Data extracted from a collection

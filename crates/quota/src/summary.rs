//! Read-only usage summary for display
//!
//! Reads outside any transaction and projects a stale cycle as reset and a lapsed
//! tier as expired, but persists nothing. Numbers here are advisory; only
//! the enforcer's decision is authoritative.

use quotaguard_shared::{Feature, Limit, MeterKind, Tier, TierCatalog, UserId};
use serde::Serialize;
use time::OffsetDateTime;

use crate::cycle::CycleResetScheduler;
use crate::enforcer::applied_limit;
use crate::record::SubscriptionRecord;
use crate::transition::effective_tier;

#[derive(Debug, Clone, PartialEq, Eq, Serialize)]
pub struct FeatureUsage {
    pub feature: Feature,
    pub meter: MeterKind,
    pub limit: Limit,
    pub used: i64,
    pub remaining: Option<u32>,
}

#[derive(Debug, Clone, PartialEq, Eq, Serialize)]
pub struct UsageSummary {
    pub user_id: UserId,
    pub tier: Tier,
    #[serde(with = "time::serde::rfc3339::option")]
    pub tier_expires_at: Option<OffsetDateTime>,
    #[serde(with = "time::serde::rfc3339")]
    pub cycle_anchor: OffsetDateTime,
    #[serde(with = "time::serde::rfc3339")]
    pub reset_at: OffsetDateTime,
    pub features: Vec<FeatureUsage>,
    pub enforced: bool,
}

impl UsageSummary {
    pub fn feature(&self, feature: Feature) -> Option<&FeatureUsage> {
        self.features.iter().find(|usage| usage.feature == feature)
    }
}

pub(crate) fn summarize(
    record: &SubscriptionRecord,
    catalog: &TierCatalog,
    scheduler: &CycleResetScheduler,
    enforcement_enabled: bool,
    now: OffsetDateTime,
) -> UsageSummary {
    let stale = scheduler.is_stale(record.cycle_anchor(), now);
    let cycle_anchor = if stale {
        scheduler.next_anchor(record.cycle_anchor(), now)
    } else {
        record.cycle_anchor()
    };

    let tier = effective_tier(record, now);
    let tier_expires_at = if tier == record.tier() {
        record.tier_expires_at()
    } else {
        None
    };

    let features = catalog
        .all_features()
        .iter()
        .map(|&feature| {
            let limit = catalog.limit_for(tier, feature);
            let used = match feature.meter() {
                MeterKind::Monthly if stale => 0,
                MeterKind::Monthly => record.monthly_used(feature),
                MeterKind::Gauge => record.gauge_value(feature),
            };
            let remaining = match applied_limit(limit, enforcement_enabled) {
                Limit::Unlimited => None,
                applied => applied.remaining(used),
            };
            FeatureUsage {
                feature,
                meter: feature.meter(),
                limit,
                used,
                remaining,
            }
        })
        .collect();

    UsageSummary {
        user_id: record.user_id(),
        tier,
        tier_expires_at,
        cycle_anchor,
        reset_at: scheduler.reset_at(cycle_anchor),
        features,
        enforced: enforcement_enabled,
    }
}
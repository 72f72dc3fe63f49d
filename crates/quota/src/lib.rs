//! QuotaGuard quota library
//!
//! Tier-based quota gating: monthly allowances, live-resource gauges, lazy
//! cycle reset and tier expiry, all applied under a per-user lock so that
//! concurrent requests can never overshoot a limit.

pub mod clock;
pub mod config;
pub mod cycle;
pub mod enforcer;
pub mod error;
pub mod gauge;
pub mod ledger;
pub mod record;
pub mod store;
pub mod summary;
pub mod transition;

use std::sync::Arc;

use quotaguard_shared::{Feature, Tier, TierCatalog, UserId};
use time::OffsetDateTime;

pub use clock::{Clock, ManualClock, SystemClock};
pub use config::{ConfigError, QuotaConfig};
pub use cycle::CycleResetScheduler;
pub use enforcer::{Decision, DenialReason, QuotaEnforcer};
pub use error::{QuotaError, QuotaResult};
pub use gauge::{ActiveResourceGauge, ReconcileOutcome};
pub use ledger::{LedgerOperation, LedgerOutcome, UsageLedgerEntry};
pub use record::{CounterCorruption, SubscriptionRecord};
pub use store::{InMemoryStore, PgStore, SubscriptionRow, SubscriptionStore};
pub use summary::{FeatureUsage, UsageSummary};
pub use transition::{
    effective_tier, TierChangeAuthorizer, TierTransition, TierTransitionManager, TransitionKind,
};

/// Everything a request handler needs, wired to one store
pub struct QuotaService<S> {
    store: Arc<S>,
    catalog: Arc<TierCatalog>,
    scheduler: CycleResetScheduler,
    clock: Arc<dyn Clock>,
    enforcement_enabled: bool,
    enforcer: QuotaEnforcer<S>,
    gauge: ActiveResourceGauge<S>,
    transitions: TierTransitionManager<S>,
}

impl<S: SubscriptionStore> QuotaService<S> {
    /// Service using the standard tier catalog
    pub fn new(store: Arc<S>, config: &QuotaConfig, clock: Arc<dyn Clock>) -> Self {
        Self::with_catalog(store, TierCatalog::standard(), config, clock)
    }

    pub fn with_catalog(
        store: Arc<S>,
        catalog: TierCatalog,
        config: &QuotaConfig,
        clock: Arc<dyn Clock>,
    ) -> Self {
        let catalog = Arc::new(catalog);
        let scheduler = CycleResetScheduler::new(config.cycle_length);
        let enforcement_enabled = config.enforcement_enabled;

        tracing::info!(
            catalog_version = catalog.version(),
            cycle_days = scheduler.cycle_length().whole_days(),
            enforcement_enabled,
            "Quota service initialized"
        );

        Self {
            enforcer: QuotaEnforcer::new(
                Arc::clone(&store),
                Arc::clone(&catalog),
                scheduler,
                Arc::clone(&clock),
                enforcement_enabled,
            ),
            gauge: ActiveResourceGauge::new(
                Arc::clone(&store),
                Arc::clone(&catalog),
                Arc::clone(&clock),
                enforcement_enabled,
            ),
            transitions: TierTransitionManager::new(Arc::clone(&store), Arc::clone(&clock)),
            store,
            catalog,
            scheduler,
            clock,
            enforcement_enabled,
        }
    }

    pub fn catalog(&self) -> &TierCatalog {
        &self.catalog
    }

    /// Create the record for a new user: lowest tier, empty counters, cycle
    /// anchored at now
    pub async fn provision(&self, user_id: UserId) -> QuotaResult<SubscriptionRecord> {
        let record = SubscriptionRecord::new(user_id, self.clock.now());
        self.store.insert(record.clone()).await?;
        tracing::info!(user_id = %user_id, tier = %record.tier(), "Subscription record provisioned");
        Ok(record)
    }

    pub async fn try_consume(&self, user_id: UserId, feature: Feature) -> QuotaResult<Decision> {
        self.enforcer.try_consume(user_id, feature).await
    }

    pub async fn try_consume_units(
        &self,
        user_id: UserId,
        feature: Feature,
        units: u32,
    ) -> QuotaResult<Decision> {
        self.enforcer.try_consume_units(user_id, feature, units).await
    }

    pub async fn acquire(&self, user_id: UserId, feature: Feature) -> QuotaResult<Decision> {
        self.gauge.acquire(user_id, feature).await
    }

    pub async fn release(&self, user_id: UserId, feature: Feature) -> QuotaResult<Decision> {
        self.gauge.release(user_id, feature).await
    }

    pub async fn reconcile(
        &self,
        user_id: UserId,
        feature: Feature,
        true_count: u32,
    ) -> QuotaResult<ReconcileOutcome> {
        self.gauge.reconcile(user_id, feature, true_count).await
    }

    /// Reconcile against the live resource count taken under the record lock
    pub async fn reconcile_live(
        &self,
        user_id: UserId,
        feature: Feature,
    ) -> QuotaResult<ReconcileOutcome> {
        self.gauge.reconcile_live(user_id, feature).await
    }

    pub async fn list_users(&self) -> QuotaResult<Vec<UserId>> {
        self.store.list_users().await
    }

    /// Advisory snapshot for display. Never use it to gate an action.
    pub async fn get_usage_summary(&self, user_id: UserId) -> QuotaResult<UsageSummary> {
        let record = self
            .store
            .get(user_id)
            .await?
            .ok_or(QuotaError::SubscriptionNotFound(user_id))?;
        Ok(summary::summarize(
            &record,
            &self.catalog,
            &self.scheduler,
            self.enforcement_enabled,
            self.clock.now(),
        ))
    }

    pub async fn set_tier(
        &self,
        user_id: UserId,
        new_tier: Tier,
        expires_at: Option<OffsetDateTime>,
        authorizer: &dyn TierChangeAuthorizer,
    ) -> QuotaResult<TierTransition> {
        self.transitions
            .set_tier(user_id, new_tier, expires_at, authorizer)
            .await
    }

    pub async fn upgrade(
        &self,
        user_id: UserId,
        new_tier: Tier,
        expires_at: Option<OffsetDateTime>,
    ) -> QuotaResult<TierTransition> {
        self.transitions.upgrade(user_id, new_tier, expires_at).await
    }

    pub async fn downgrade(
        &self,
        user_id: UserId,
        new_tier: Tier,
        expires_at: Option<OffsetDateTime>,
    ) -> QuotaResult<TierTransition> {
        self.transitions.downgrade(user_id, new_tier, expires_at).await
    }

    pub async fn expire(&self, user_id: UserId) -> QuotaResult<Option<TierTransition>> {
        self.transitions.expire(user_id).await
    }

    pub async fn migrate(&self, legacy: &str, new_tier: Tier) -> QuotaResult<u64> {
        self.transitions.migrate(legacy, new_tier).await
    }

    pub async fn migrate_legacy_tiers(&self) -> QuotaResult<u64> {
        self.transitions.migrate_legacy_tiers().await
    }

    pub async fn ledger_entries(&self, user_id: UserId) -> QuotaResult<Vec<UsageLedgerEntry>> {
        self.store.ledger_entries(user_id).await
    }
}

Task goal: Go through the records above and return each line in which the word "transitions" occurs.

Response to the task:
    transitions: TierTransitionManager<S>,
            transitions: TierTransitionManager::new(Arc::clone(&store), Arc::clone(&clock)),
        self.transitions
        self.transitions.upgrade(user_id, new_tier, expires_at).await
        self.transitions.downgrade(user_id, new_tier, expires_at).await
        self.transitions.expire(user_id).await
        self.transitions.migrate(legacy, new_tier).await
        self.transitions.migrate_legacy_tiers().await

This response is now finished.